(Data shown begins)
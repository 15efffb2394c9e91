use serde::Deserialize;
use std::path::{Path, PathBuf};
use std::time::Duration;
use thiserror::Error;

#[derive(Error, Debug)]
pub enum ConfigError {
    #[error("failed to read config {path}: {source}")]
    Read {
        path: PathBuf,
        #[source]
        source: std::io::Error,
    },
    #[error("invalid config {path}: {source}")]
    Parse {
        path: PathBuf,
        #[source]
        source: toml::de::Error,
    },
}

/// Daemon configuration.
///
/// Resolved as defaults, then the TOML file, then `ROLLCALL_*` environment
/// variables. The match threshold, dedup window and on-time cutoff are
/// fixed policy and not configurable.
#[derive(Debug, Clone, Deserialize)]
#[serde(default, deny_unknown_fields)]
pub struct Config {
    /// V4L2 device path (default: /dev/video0).
    pub camera_device: String,
    /// Directory containing the detector and descriptor ONNX files.
    pub model_dir: PathBuf,
    /// Path to the SQLite store.
    pub db_path: PathBuf,
    /// Frames discarded at the start of a session (camera AGC/AE settling).
    pub warmup_frames: usize,
    /// Frames captured per registration attempt.
    pub registration_frames: usize,
    /// Delay before the registration capture.
    pub registration_settle_ms: u64,
    /// Upper bound on a single inference request.
    pub detect_timeout_secs: u64,
    /// Upper bound on a report generation call.
    pub report_timeout_secs: u64,
    /// Text-generation model name.
    pub report_model: String,
    /// Text-generation API key. Environment only, never read from file.
    #[serde(skip)]
    pub api_key: Option<String>,
}

impl Default for Config {
    fn default() -> Self {
        let data_dir = data_dir();
        Self {
            camera_device: "/dev/video0".to_string(),
            model_dir: data_dir.join("models"),
            db_path: data_dir.join("rollcall.db"),
            warmup_frames: 4,
            registration_frames: 3,
            registration_settle_ms: 500,
            detect_timeout_secs: 5,
            report_timeout_secs: 30,
            report_model: "gemini-2.5-flash".to_string(),
            api_key: None,
        }
    }
}

impl Config {
    /// Load from the config file (if present) and the process environment.
    pub fn load() -> Result<Self, ConfigError> {
        let path = std::env::var("ROLLCALL_CONFIG")
            .map(PathBuf::from)
            .unwrap_or_else(|_| config_dir().join("config.toml"));

        let mut config = if path.exists() {
            tracing::info!(path = %path.display(), "loading config file");
            Self::from_file(&path)?
        } else {
            Self::default()
        };
        config.apply_env(|key| std::env::var(key).ok());
        Ok(config)
    }

    pub fn from_file(path: &Path) -> Result<Self, ConfigError> {
        let text = std::fs::read_to_string(path).map_err(|source| ConfigError::Read {
            path: path.to_path_buf(),
            source,
        })?;
        toml::from_str(&text).map_err(|source| ConfigError::Parse {
            path: path.to_path_buf(),
            source,
        })
    }

    /// Apply `ROLLCALL_*` overrides. Unparseable numbers keep the current value.
    pub fn apply_env<F>(&mut self, lookup: F)
    where
        F: Fn(&str) -> Option<String>,
    {
        if let Some(v) = lookup("ROLLCALL_CAMERA_DEVICE") {
            self.camera_device = v;
        }
        if let Some(v) = lookup("ROLLCALL_MODEL_DIR") {
            self.model_dir = PathBuf::from(v);
        }
        if let Some(v) = lookup("ROLLCALL_DB_PATH") {
            self.db_path = PathBuf::from(v);
        }
        if let Some(v) = lookup("ROLLCALL_REPORT_MODEL") {
            self.report_model = v;
        }
        parse_into(&lookup, "ROLLCALL_WARMUP_FRAMES", &mut self.warmup_frames);
        parse_into(&lookup, "ROLLCALL_REGISTRATION_FRAMES", &mut self.registration_frames);
        parse_into(&lookup, "ROLLCALL_REGISTRATION_SETTLE_MS", &mut self.registration_settle_ms);
        parse_into(&lookup, "ROLLCALL_DETECT_TIMEOUT_SECS", &mut self.detect_timeout_secs);
        parse_into(&lookup, "ROLLCALL_REPORT_TIMEOUT_SECS", &mut self.report_timeout_secs);

        let non_blank = |key: &str| lookup(key).filter(|k| !k.trim().is_empty());
        self.api_key = non_blank("GEMINI_API_KEY").or_else(|| non_blank("API_KEY"));
    }

    pub fn detect_timeout(&self) -> Duration {
        Duration::from_secs(self.detect_timeout_secs.max(1))
    }

    pub fn report_timeout(&self) -> Duration {
        Duration::from_secs(self.report_timeout_secs.max(1))
    }

    pub fn registration_settle(&self) -> Duration {
        Duration::from_millis(self.registration_settle_ms)
    }
}

fn parse_into<F, T>(lookup: &F, key: &str, slot: &mut T)
where
    F: Fn(&str) -> Option<String>,
    T: std::str::FromStr,
{
    if let Some(raw) = lookup(key) {
        match raw.trim().parse() {
            Ok(v) => *slot = v,
            Err(_) => tracing::warn!(key, value = %raw, "ignoring unparseable override"),
        }
    }
}

fn home() -> PathBuf {
    PathBuf::from(std::env::var("HOME").unwrap_or_else(|_| "/tmp".to_string()))
}

fn data_dir() -> PathBuf {
    std::env::var("XDG_DATA_HOME")
        .map(PathBuf::from)
        .unwrap_or_else(|_| home().join(".local/share"))
        .join("rollcall")
}

fn config_dir() -> PathBuf {
    std::env::var("XDG_CONFIG_HOME")
        .map(PathBuf::from)
        .unwrap_or_else(|_| home().join(".config"))
        .join("rollcall")
}

#[cfg(test)]
mod tests {
    use super::*;
    use std::collections::HashMap;

    fn env(pairs: &[(&str, &str)]) -> impl Fn(&str) -> Option<String> {
        let map: HashMap<String, String> = pairs
            .iter()
            .map(|(k, v)| (k.to_string(), v.to_string()))
            .collect();
        move |key| map.get(key).cloned()
    }

    #[test]
    fn test_defaults() {
        let config = Config::default();
        assert_eq!(config.camera_device, "/dev/video0");
        assert_eq!(config.registration_settle(), Duration::from_millis(500));
        assert_eq!(config.detect_timeout(), Duration::from_secs(5));
        assert!(config.db_path.ends_with("rollcall/rollcall.db"));
        assert!(config.api_key.is_none());
    }

    #[test]
    fn test_partial_toml_keeps_defaults() {
        let config: Config = toml::from_str(
            r#"
            camera_device = "/dev/video4"
            detect_timeout_secs = 2
            "#,
        )
        .unwrap();
        assert_eq!(config.camera_device, "/dev/video4");
        assert_eq!(config.detect_timeout_secs, 2);
        assert_eq!(config.report_model, "gemini-2.5-flash");
    }

    #[test]
    fn test_unknown_toml_key_rejected() {
        assert!(toml::from_str::<Config>("match_threshold = 0.3").is_err());
    }

    #[test]
    fn test_env_overrides() {
        let mut config = Config::default();
        config.apply_env(env(&[
            ("ROLLCALL_CAMERA_DEVICE", "/dev/video9"),
            ("ROLLCALL_WARMUP_FRAMES", "0"),
            ("ROLLCALL_REPORT_TIMEOUT_SECS", "not-a-number"),
            ("API_KEY", "fallback-key"),
        ]));
        assert_eq!(config.camera_device, "/dev/video9");
        assert_eq!(config.warmup_frames, 0);
        assert_eq!(config.report_timeout_secs, 30);
        assert_eq!(config.api_key.as_deref(), Some("fallback-key"));
    }

    #[test]
    fn test_gemini_key_preferred_and_blank_ignored() {
        let mut config = Config::default();
        config.apply_env(env(&[("GEMINI_API_KEY", "primary"), ("API_KEY", "fallback")]));
        assert_eq!(config.api_key.as_deref(), Some("primary"));

        config.apply_env(env(&[("GEMINI_API_KEY", "  ")]));
        assert!(config.api_key.is_none());
    }

    #[test]
    fn test_blank_gemini_key_falls_back() {
        let mut config = Config::default();
        config.apply_env(env(&[("GEMINI_API_KEY", ""), ("API_KEY", "fallback")]));
        assert_eq!(config.api_key.as_deref(), Some("fallback"));
    }

    #[test]
    fn test_zero_timeout_is_clamped() {
        let mut config = Config::default();
        config.detect_timeout_secs = 0;
        assert_eq!(config.detect_timeout(), Duration::from_secs(1));
    }

    #[test]
    fn test_missing_file_is_read_error() {
        let path = std::env::temp_dir().join("rollcall-config-does-not-exist.toml");
        assert!(matches!(Config::from_file(&path), Err(ConfigError::Read { .. })));
    }
}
(Data shown ends)
The expected result is a copy of each line in the records where "join" appears.

Result:
            model_dir: data_dir.join("models"),
            db_path: data_dir.join("rollcall.db"),
            .unwrap_or_else(|_| config_dir().join("config.toml"));
        .unwrap_or_else(|_| home().join(".local/share"))
        .join("rollcall")
        .unwrap_or_else(|_| home().join(".config"))
        .join("rollcall")
        let path = std::env::temp_dir().join("rollcall-config-does-not-exist.toml");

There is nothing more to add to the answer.